An internal divide in the Trump administration over American aid to Lebanon is reaching a breaking point as Lebanon forms a government controlled by the Iranian-backed terror group Hezbollah, according to sources familiar with the matter who spoke to the Washington Free Beacon.
The State Department's concession to Congress that it would commit to halting financial aid to Lebanon if U.S. taxpayer dollars go to Hezbollah is now being brought to the forefront. That guarantee from the State Department is fueling a growing push to freeze all aid in light of Hezbollah's unprecedented takeover of the Lebanese government, sources confirmed.
Sen. Ted Cruz (R., Texas), who has led a battle on Capitol Hill against unconditional assistance to Lebanon, recently wrenched promises from the administration to halt the aid if it is shown Hezbollah is the beneficiary, according to U.S. officials familiar with the matter.
Internal administration battles over both economic and military assistance recently spilled into the public. The administration released hundreds of millions of dollars to Lebanon in late December over the objections of Trump loyalists in the National Security Council and State Department, who feared the money is directly aiding Hezbollah and its allies embedded in the Lebanese government, sources confirmed.
These battles were followed by previously unreported jostling in Beirut and Washington, D.C., over the future of such policies, which opponents say will only embolden Hezbollah and its Iranian benefactors in the region.
David Hale, the State Department's undersecretary of state for political affairs, drew a red line in recent meetings with Lebanese officials, telling them the Trump administration would deny aid to any Lebanese government controlled by Hezbollah, according to Lebanese media reports.
According to documents viewed by the Free Beacon, Cruz leveraged the nomination of Dorothy Shea, the State Department nominee to be the next ambassador to Lebanon, to obtain a written commitment that the United States will ensure that "assistance does not benefit Hezbollah" and that even locally targeted aid will only go to municipalities that "are not controlled by Hezbollah or any other designated foreign terrorist organization."
"I am committed to implementing the law and U.S. policies as directed, including ensuring that U.S. assistance does not benefit Hezbollah or any other terrorist group," Shea wrote, according to a copy of her written answers obtained by the Free Beacon.
"This process verifies that select municipal councils proposed to benefit from assistance are not controlled by Hezbollah or any other designated foreign terrorist organization," Shea said.
Cruz is reportedly circulating legislation that would prohibit funding to any Hezbollah-controlled government.
The new commitments are likely to shape battles over aid moving forward, according to experts and sources who spoke to the Free Beacon.
"There's very little wiggle room any more," said one veteran congressional aide familiar with the back-and-forth being fought between skeptics of aid and officials inside the Trump administration who remain committed to sending aid to Lebanon. "Any future aid to Lebanon will rightly be viewed as a dramatic reversal. The President would be right to ask why Deep State actors embedded in the State and Defense Departments are gutting his maximum pressure campaign against Iran by financing Hezbollah, while hawks on the Hill would accuse the administration of a bait-and-switch."

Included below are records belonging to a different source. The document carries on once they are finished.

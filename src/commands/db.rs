use anyhow::{Context, Result};

use crate::configuration::Configuration;
use crate::db::{Repository, SqliteRepo};

/// Create the data directory and apply (or verify) the schema.
pub fn init(cfg: &Configuration) -> Result<()> {
    std::fs::create_dir_all(&cfg.data_dir).context("creating data dir")?;

    let repo = SqliteRepo::new(&cfg.db_path);
    repo.init().context("applying schema")?;

    log::info!("✅ Database ready at {}", cfg.db_path.display());
    Ok(())
}

/// Print the schema version and per-table row counts.
pub fn status(cfg: &Configuration) -> Result<()> {
    let repo = SqliteRepo::new(&cfg.db_path);
    let counts = repo.counts().context("reading table counts")?;

    println!("database:       {}", cfg.db_path.display());
    println!("schema version: {}", counts.schema_version);
    println!("experiments:    {}", counts.experiments);
    println!("samples:        {}", counts.samples);
    println!("wells:          {}", counts.wells);
    println!("melt curves:    {}", counts.melt_curves);
    Ok(())
}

Lebanon's recently elected government has brought the country closer to Hezbollah than ever before. Its parliament will be comprised of members who openly back the terror group and take their marching orders from Tehran.
Prime Minister Hassan Diab's "government will be the first in Lebanon's history that is exclusively beholden to a parliamentary coalition led by Iran's Lebanese ally, Hezbollah," Foreign Policy wrote this week.
Tony Badran, a Lebanon expert at the Foundation for Defense of Democracies, told the Free Beacon that unlike past Lebanese governments, the newly formed body is making no efforts to cover its ties to Tehran.
"In forming the latest Lebanese government, Hezbollah did away with the fig leaf it had maintained with previous governments," Badran said. "Whereas in the past it put forward faces more amenable to the U.S. and Europe, such as former prime minister Saad Hariri, and divvied up portfolios among all the major actors of the Lebanese political class, with this government it went exclusively with its own political bloc. That is to say, previous governments were Hezbollah governments in camouflage, this Hezbollah government drops all pretenses."
The United States must acknowledge this development and treat the new government as part of Iran's regional network, Badran said.
"It is critical for the U.S. not to fall for the corrupt Lebanese political class's trick, and believe that a government which includes the rest of the Lebanese sectarian barons, and is headed by Hariri, would be any less a Hezbollah government," Badran said. "The political class as a whole are merely junior partners of Hezbollah, which runs the political order. Any government which emerges from this order and this class is by definition a Hezbollah government."